Picture One shares electrifying 80’s-inspired single ‘Winter’s Kiss’

Picture One press photo

Atlanta-based new wave/post-punk band Picture One the third and final single Winter’s Kiss, ahead of the release of their new album ‘Across The Depths of Seven Lakes,’ which is coming out this Friday (April 3rd) via Deanwell Global Music (Bandcamp pre-order). Winter’s Kiss is an 80’s-inspired new wave dance song about the energy that frontman Thomas Barnwell IV often experiences as we move into winter from fall. He wanted it to be a catchy song with a simple sentiment; the feeling of falling in love with art, life, and the creativity that we often experience as it starts to get colder and we hole up for the season. Listen to Winter’s Kiss via YouTube below.

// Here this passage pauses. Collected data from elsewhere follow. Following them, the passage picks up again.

//! Field Definitions
//!
//! A record schema is a static slice of [`FieldSpec`]s. Specs are built with
//! const constructors so every schema can live in a `static`.

use serde::Serialize;

/// Wire type a field value must coerce to
#[derive(Debug, Clone, Copy, PartialEq, Eq, Serialize)]
#[serde(rename_all = "snake_case")]
pub enum FieldType {
    /// JSON string
    String,
    /// Finite number; numeric strings are accepted
    Number,
    /// Timestamp, stored as RFC 3339 in UTC
    DateTime,
    /// JSON array of strings
    StringList,
}

impl FieldType {
    pub fn expected(&self) -> &'static str {
        match self {
            FieldType::String => "a valid string",
            FieldType::Number => "a valid number",
            FieldType::DateTime => "a valid datetime",
            FieldType::StringList => "a valid list of strings",
        }
    }
}

/// Value used when an optional field is absent from the input
#[derive(Debug, Clone, Copy, PartialEq, Eq, Serialize)]
#[serde(rename_all = "snake_case", tag = "kind", content = "value")]
pub enum FieldDefault {
    Null,
    Text(&'static str),
    /// Current time at validation
    Now,
}

#[derive(Debug, Clone, Copy, PartialEq, Serialize)]
pub struct FieldSpec {
    pub name: &'static str,
    #[serde(rename = "type")]
    pub field_type: FieldType,
    pub required: bool,
    /// Whether an explicit `null` is accepted
    pub nullable: bool,
    /// Inclusive lower bound for numeric fields
    #[serde(skip_serializing_if = "Option::is_none")]
    pub minimum: Option<f64>,
    /// Inclusive upper bound for numeric fields
    #[serde(skip_serializing_if = "Option::is_none")]
    pub maximum: Option<f64>,
    #[serde(skip_serializing_if = "Option::is_none")]
    pub default: Option<FieldDefault>,
    /// Closed set of values, only enforced in strict mode
    #[serde(skip_serializing_if = "Option::is_none")]
    pub allowed: Option<&'static [&'static str]>,
    pub description: &'static str,
}

impl FieldSpec {
    pub const fn required(
        name: &'static str,
        field_type: FieldType,
        description: &'static str,
    ) -> Self {
        Self {
            name,
            field_type,
            required: true,
            nullable: false,
            minimum: None,
            maximum: None,
            default: None,
            allowed: None,
            description,
        }
    }

    pub const fn optional(
        name: &'static str,
        field_type: FieldType,
        description: &'static str,
    ) -> Self {
        Self {
            name,
            field_type,
            required: false,
            nullable: true,
            minimum: None,
            maximum: None,
            default: Some(FieldDefault::Null),
            allowed: None,
            description,
        }
    }

    /// Optional but, when present, must not be `null`
    pub const fn non_null(mut self) -> Self {
        self.nullable = false;
        self
    }

    pub const fn with_minimum(mut self, minimum: f64) -> Self {
        self.minimum = Some(minimum);
        self
    }

    pub const fn with_maximum(mut self, maximum: f64) -> Self {
        self.maximum = Some(maximum);
        self
    }

    pub const fn with_default(mut self, default: FieldDefault) -> Self {
        self.default = Some(default);
        self
    }

    pub const fn with_allowed(mut self, allowed: &'static [&'static str]) -> Self {
        self.allowed = Some(allowed);
        self
    }
}

#[cfg(test)]
mod tests {
    use super::*;

    #[test]
    fn test_optional_defaults_to_null() {
        let spec = FieldSpec::optional("phone", FieldType::String, "Contact number");
        assert!(!spec.required);
        assert_eq!(spec.default, Some(FieldDefault::Null));

        let spec = spec.with_default(FieldDefault::Text("ongoing"));
        assert_eq!(spec.default, Some(FieldDefault::Text("ongoing")));
    }

    #[test]
    fn test_spec_serializes_for_schema_listing() {
        let spec = FieldSpec::optional("amount", FieldType::Number, "Amount in USD")
            .with_minimum(0.0);
        let json = serde_json::to_value(spec).unwrap();

        assert_eq!(json["type"], "number");
        assert_eq!(json["minimum"], 0.0);
        assert_eq!(json["default"]["kind"], "null");
        assert!(json.get("maximum").is_none());
        assert!(json.get("allowed").is_none());
    }
}
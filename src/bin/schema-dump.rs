//! CLI tool to display the record schemas
//!
//! Usage:
//!   cargo run --bin schema-dump
//!   cargo run --bin schema-dump -- --strict
//!   cargo run --bin schema-dump -- donation

use bayanihan_relief::schema::{FieldSpec, RecordKind, SchemaRegistry, ValidationMode};
use std::env;

fn main() {
    let args: Vec<String> = env::args().skip(1).collect();

    let mode = if args.iter().any(|a| a == "--strict") {
        ValidationMode::Strict
    } else {
        ValidationMode::Permissive
    };
    let selected: Vec<&String> = args.iter().filter(|a| !a.starts_with("--")).collect();

    if selected.is_empty() {
        // Full registry as JSON
        let registry = SchemaRegistry::new(mode);
        match serde_json::to_string_pretty(&registry.describe()) {
            Ok(json) => println!("{}", json),
            Err(e) => {
                eprintln!("Failed to serialize schema registry: {}", e);
                std::process::exit(1);
            }
        }
        return;
    }

    for name in selected {
        let Some(kind) = RecordKind::from_collection(&name.to_lowercase()) else {
            eprintln!("Unknown record kind: {}", name);
            eprintln!("Known kinds: disaster, donation, volunteer");
            std::process::exit(1);
        };

        println!("{} (collection \"{}\")", kind.name(), kind.collection());
        for field in kind.fields() {
            println!("  {}", describe_field(field, mode));
        }
        println!();
    }
}

fn describe_field(field: &FieldSpec, mode: ValidationMode) -> String {
    let mut line = format!(
        "{:<14} {:<12} {}",
        field.name,
        format!("{:?}", field.field_type),
        if field.required { "required" } else { "optional" }
    );

    if let Some(minimum) = field.minimum {
        line.push_str(&format!(", >= {}", minimum));
    }
    if let Some(maximum) = field.maximum {
        line.push_str(&format!(", <= {}", maximum));
    }
    if let (ValidationMode::Strict, Some(allowed)) = (mode, field.allowed) {
        line.push_str(&format!(", one of [{}]", allowed.join(", ")));
    }
    line.push_str(&format!("  - {}", field.description));
    line
}
mod health;
mod records;

pub use health::{describe_schema, health_check, root, test_database, DiagnosticResponse};
pub use records::{create_record, list_records, CreatedResponse, ListQuery};

use crate::config::Config;
use crate::error::{ApiError, Result};
use crate::schema::{Disaster, Donation, SchemaRegistry, Volunteer};
use crate::store::DocumentStore;
use axum::{
    http::HeaderValue,
    routing::{get, post},
    Router,
};
use std::sync::Arc;
use std::time::Instant;
use tower_http::cors::{AllowOrigin, Any, CorsLayer};
use tower_http::trace::TraceLayer;
use tracing::warn;

/// Shared state handed to every handler
#[derive(Clone)]
pub struct AppState {
    /// `None` when no usable store URL was configured
    pub store: Option<Arc<dyn DocumentStore>>,
    pub registry: Arc<SchemaRegistry>,
    pub config: Arc<Config>,
    pub started_at: Instant,
}

impl AppState {
    pub fn new(config: Config, store: Option<Arc<dyn DocumentStore>>) -> Self {
        Self {
            store,
            registry: Arc::new(SchemaRegistry::new(config.validation_mode)),
            config: Arc::new(config),
            started_at: Instant::now(),
        }
    }

    pub fn store(&self) -> Result<&Arc<dyn DocumentStore>> {
        self.store.as_ref().ok_or_else(|| ApiError::StoreUnavailable {
            cause: "no database connection".to_string(),
        })
    }
}

pub fn router(state: AppState) -> Router {
    let cors = cors_layer(&state.config.cors_allowed_origins);

    Router::new()
        .route("/", get(root))
        .route("/test", get(test_database))
        .route("/health", get(health_check))
        .route("/schema", get(describe_schema))
        .route(
            "/api/disasters",
            post(create_record::<Disaster>).get(list_records::<Disaster>),
        )
        .route(
            "/api/donations",
            post(create_record::<Donation>).get(list_records::<Donation>),
        )
        .route(
            "/api/volunteers",
            post(create_record::<Volunteer>).get(list_records::<Volunteer>),
        )
        .layer(cors)
        .layer(TraceLayer::new_for_http())
        .with_state(state)
}

fn cors_layer(origins: &[String]) -> CorsLayer {
    let allow_origin = if origins.iter().any(|o| o == "*") {
        AllowOrigin::from(Any)
    } else {
        let parsed: Vec<HeaderValue> = origins
            .iter()
            .filter_map(|origin| match HeaderValue::from_str(origin) {
                Ok(value) => Some(value),
                Err(_) => {
                    warn!("Ignoring invalid CORS origin: {}", origin);
                    None
                }
            })
            .collect();
        AllowOrigin::list(parsed)
    };

    CorsLayer::new()
        .allow_origin(allow_origin)
        .allow_methods(Any)
        .allow_headers(Any)
}
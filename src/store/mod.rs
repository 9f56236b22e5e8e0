//! Document Store
//!
//! The only boundary between validated records and persistent storage.
//! Backends:
//! - [`PgDocumentStore`]: PostgreSQL, one JSONB table per collection
//! - [`MemoryDocumentStore`]: process-local, for development and tests

mod memory;
mod postgres;

pub use memory::MemoryDocumentStore;
pub use postgres::PgDocumentStore;

use crate::config::Config;
use crate::error::Result;
use async_trait::async_trait;
use serde_json::{Map, Value};
use std::sync::Arc;
use tracing::{info, warn};

/// A stored or to-be-stored record
pub type Document = Map<String, Value>;

/// Identifier field as the store writes it
pub const RAW_ID_FIELD: &str = "_id";

/// Identifier field as callers see it
pub const PUBLIC_ID_FIELD: &str = "id";

#[async_trait]
pub trait DocumentStore: Send + Sync {
    /// Name of the database backing this store
    fn name(&self) -> &str;

    /// Insert `document` into `collection`; returns it with [`RAW_ID_FIELD`] set
    async fn create_document(&self, collection: &str, document: Document) -> Result<Document>;

    /// At most `limit` documents whose top-level keys equal those in `filter`,
    /// in insertion order. A collection that was never written is empty.
    async fn get_documents(
        &self,
        collection: &str,
        filter: &Document,
        limit: u32,
    ) -> Result<Vec<Document>>;

    /// Collections created so far, sorted by name
    async fn list_collections(&self) -> Result<Vec<String>>;

    /// Check that the store answers
    async fn ping(&self) -> Result<()>;
}

/// Rename the raw identifier to the public one, stringifying it.
///
/// This is the only transformation applied between storage and response.
pub fn reshape_identifier(mut document: Document) -> Document {
    if let Some(raw_id) = document.remove(RAW_ID_FIELD) {
        let id = match raw_id {
            Value::String(s) => s,
            other => other.to_string(),
        };
        document.insert(PUBLIC_ID_FIELD.to_string(), Value::String(id));
    }
    document
}

/// Stringified identifier of a freshly created document
pub fn document_id(document: &Document) -> Option<String> {
    document.get(RAW_ID_FIELD).map(|id| match id {
        Value::String(s) => s.clone(),
        other => other.to_string(),
    })
}

/// True when every key in `filter` has an equal value in `document`
pub fn matches_filter(document: &Document, filter: &Document) -> bool {
    filter
        .iter()
        .all(|(key, expected)| document.get(key) == Some(expected))
}

/// Open the store named by the config.
///
/// A missing or unusable URL is reported and yields `None`; the server still
/// starts and store-backed endpoints answer "unavailable". An unreachable
/// database still yields a store, which reconnects on later requests.
pub async fn connect(config: &Config) -> Option<Arc<dyn DocumentStore>> {
    if config.uses_memory_store() {
        info!("Using in-memory document store");
        let name = config.database_name.as_deref().unwrap_or("memory");
        return Some(Arc::new(MemoryDocumentStore::new(name)));
    }

    let url = match config.resolved_database_url() {
        Ok(Some(url)) => url,
        Ok(None) => {
            warn!("DATABASE_URL not set; starting without a document store");
            return None;
        }
        Err(e) => {
            warn!("Ignoring document store configuration: {}", e);
            return None;
        }
    };

    match PgDocumentStore::connect(&url, config.max_connections).await {
        Ok(store) => Some(Arc::new(store)),
        Err(e) => {
            warn!("Invalid document store configuration: {}", e);
            None
        }
    }
}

Ahead of its release, Picture One has shared two other singles from the album, the synth-driven lead single Cycle of Belief and Love Spell, whose lyrics are a metaphor for wanting to do something proactive when you feel like things are out of your control… eerily prescient, considering the situation we’re all facing. 

Self-produced by Barnwell, the motifs on Picture One’s new album navigate transcendence, resolve, magic, and creativity, as well as exploring the sometimes stormy waters of love and loss. The music itself breaks through the often dark backdrop of the lyrical content, with a dance-y and self-aware 80’s synth-pop vibe accentuated by chilly post-punk soundscapes. Throughout the record, Barnwell fuses bright neon-soaked new wave accents and splashes each cosmic arch with a power-pop kick. 

Across The Depths of Seven Lakes’ is crisp, cinematic, and surprisingly accessible and poppy, given his previous sonic propensity of leaning into darker instrumental coldwave territory. Barnwell electrifies with hook-laden analog synth melodies and an equally-incisive deep vocal sound, which draws on his predecessors’ influences while maintaining a unique approach. This is an album that is aware of the mercurial nature of personal tragedy, which can simultaneously appear both as dark impassable chasms, and as small puddles that can be easily splashed away. These songs invite us to explore and question this dichotomy at every turn without denying either the pain of everyday tragedies nor the miracle of the very human ability to overcome… maybe this is the exact album that we all need right now?!